The injectable has been kicking around the regulatory agency since 1988, when its Phase I tests were reviewed by the Center for Biologics Evaluation and Research. It’s since been looked at by other groups within the FDA, and the results share one theme: give us more information.

A November 21 memo to the Pulmonary, Allergy and Rheumatology advisory committee in November by clinical team leader Theresa Michele indicates that questions remain, despite a 2009 complete response letter in which the agency said Hemispherx’s supporting data was found lacking. Among the 2009 complaints: inadequate evidence of effectiveness or safety; inadequacy of drug-drug interaction studies; inadequate analytical methods and drug product specifications. The FDA requested at least one additional clinical trial. The 2009 letter echoed one issued in 2007 when the Cardio-Renal Drug Products group refused to accept Hemispherx review application over deficient data, including missing studies and inconsistent patient counts, among other reasons.

The drug changed committees in 2011, but the data Thursday’s committee will be reviewing is an analysis of the information Hemispherx submitted three years ago. Although the briefing documents are for reference and do not indicate judgment, the notes show the committee is cross-referencing past experiences with present ones.

Among the FDA’s notes:

  • Hemispherx did not conduct any dose ranging studies, but noted in the complete response that the minimal effective dose is 200mg twice a week.
  • FDA finds fault with the remix of the exercise tolerance data, which is meant to assess patient activity thresholds. The FDA notes indicate Hemispherx’s approach was flawed because it included a variable endpoint, among other reasons, including “there is no evidence suggesting that improvement with Ampligen is more likely in patients who may spontaneously improve.”

A Hemispherx spokesperson told MM&M the company couldn’t comment on the committee’s notes before Thursday’s review.

Chronic fatigue syndrome is associated with unexplained, persistent fatigue that lasts at least six months and can include impaired concentration as well as muscle and joint pain.

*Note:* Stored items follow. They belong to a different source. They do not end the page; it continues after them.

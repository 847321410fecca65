//! Streaming response accumulation
//!
//! Decoded frames are consumed in one of two modes:
//!
//! - [`forward`]: every frame becomes a ready-to-write canonical SSE chunk,
//!   paced per adapter.
//! - [`aggregate`]: every frame is folded into one [`AccumulatorState`] which
//!   becomes the final canonical response at stream end.
//!
//! Provider families differ in how frames accumulate (deltas, snapshots, a
//! single terminal frame), so each family implements
//! [`ProviderStreamAdapter`].

mod aggregate;
mod forward;
mod state;

use std::time::Duration;

use serde_json::Value;

use crate::native::error::NativeErrorResponse;
use crate::native::response::{ChatCompletionResponse, TranscriptionResponse};
use crate::native::streaming::StreamError;
use crate::streaming::{is_comment, is_done};

pub use aggregate::{aggregate, Aggregator};
pub use forward::{forward, SseStream};
pub use state::{
    AccumulatorState, BlockKind, CandidateSnapshot, ChoiceState, SnapshotPart, ToolCallState,
};

/// Consumption mode for a frame stream
#[derive(Debug, Clone, Copy, PartialEq, Eq)]
pub enum Mode {
    Forward,
    Aggregate,
}

/// Forward-mode timing for one adapter
#[derive(Debug, Clone, Copy, PartialEq, Eq)]
pub struct Pacing {
    /// Delay before the first emitted chunk
    pub first_chunk_delay: Duration,
    /// Delay before every later chunk, for providers that burst
    pub inter_chunk_delay: Option<Duration>,
}

impl Default for Pacing {
    fn default() -> Self {
        Self {
            first_chunk_delay: Duration::from_millis(25),
            inter_chunk_delay: None,
        }
    }
}

impl Pacing {
    /// No delays at all
    pub const fn immediate() -> Self {
        Self {
            first_chunk_delay: Duration::ZERO,
            inter_chunk_delay: None,
        }
    }

    pub fn with_inter_chunk_delay(mut self, delay: Duration) -> Self {
        self.inter_chunk_delay = Some(delay);
        self
    }
}

/// Final result of aggregate mode
#[derive(Debug, Clone, PartialEq)]
pub enum Aggregate {
    Chat(ChatCompletionResponse),
    Transcription(TranscriptionResponse),
    /// The stream ended with a provider or read error
    Failed(NativeErrorResponse),
}

impl Aggregate {
    /// Chat completion, or the failure for any other outcome
    pub fn into_chat(self) -> Result<ChatCompletionResponse, NativeErrorResponse> {
        match self {
            Aggregate::Chat(chat) => Ok(chat),
            Aggregate::Failed(error) => Err(error),
            Aggregate::Transcription(_) => Err(NativeErrorResponse::internal(
                "Transcription stream cannot be read as a chat completion",
            )),
        }
    }

    /// Serialize as the JSON body returned to non-streaming callers
    pub fn to_json(&self) -> Value {
        let value = match self {
            Aggregate::Chat(chat) => serde_json::to_value(chat),
            Aggregate::Transcription(transcription) => serde_json::to_value(transcription),
            Aggregate::Failed(error) => serde_json::to_value(error),
        };
        value.unwrap_or(Value::Null)
    }
}

/// Per-family stream protocol
///
/// Implementations must hold no per-stream state themselves; everything a
/// stream accumulates lives in the [`AccumulatorState`] passed in.
pub trait ProviderStreamAdapter: Send + Sync {
    /// Provider id used in logs, metrics and error attribution
    fn provider(&self) -> &str;

    /// Frame separator of the upstream protocol
    fn delimiter(&self) -> &'static str {
        "\n\n"
    }

    fn pacing(&self) -> Pacing {
        Pacing::default()
    }

    /// Decoder veto: heartbeats never pass, `[DONE]` only in forward mode
    fn keep_frame(&self, frame: &str, mode: Mode) -> bool {
        if is_comment(frame) {
            return false;
        }
        !(mode == Mode::Aggregate && is_done(frame))
    }

    /// Convert one frame into a framed canonical SSE chunk
    ///
    /// `Ok(None)` suppresses the frame. `MalformedFrame` skips it; any other
    /// error ends the stream.
    fn frame_to_chunk(
        &self,
        frame: &str,
        state: &mut AccumulatorState,
    ) -> Result<Option<String>, StreamError>;

    /// Fold one frame into the aggregate state
    fn fold_frame(&self, state: &mut AccumulatorState, frame: &str) -> Result<(), StreamError>;

    /// Turn the folded state into the final response
    fn finish(&self, state: AccumulatorState) -> Aggregate {
        Aggregate::Chat(state.into_chat_completion())
    }

    /// Whether forward mode appends `data: [DONE]` itself
    fn appends_done(&self) -> bool {
        false
    }
}

/// Parse a frame payload as JSON
pub fn parse_json(data: &str) -> Result<Value, StreamError> {
    serde_json::from_str(data).map_err(|e| StreamError::MalformedFrame(e.to_string()))
}

/// Detect an explicit error payload (`{"error": ...}`)
pub fn provider_error(payload: &Value) -> Option<StreamError> {
    let error = payload.get("error").filter(|e| !e.is_null())?;

    let message = match error {
        Value::String(message) => message.clone(),
        other => other
            .get("message")
            .and_then(Value::as_str)
            .map(str::to_string)
            .unwrap_or_else(|| other.to_string()),
    };
    let code = ["code", "type", "status"].iter().find_map(|key| match error.get(*key) {
        Some(Value::String(s)) => Some(s.clone()),
        Some(Value::Number(n)) => Some(n.to_string()),
        _ => None,
    });

    Some(StreamError::ProviderError { message, code })
}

Although a study published in the journal mBio in September indicated that two viruses thought to be associated with the condition were not found among the patients diagnosed with CFS, the condition is attractive for two key reasons: first, no pharmacological therapy currently exists. Second, Hemispherx locked in an Orphan Drug designation in 1993, when the number of diagnosed patients was well below the rare-disease threshold of under 200,000 patients. According to the FDA briefing documents, the CFS patient pool was around 18,000 people at the time. The current estimate has since jumped to around 1 million patients, but the FDA noted that the population at the time of designation is what matters, not how large the patient pool is when the drug comes up for review. The designation has the potential to be a lucrative one, because of an extended exclusivity period.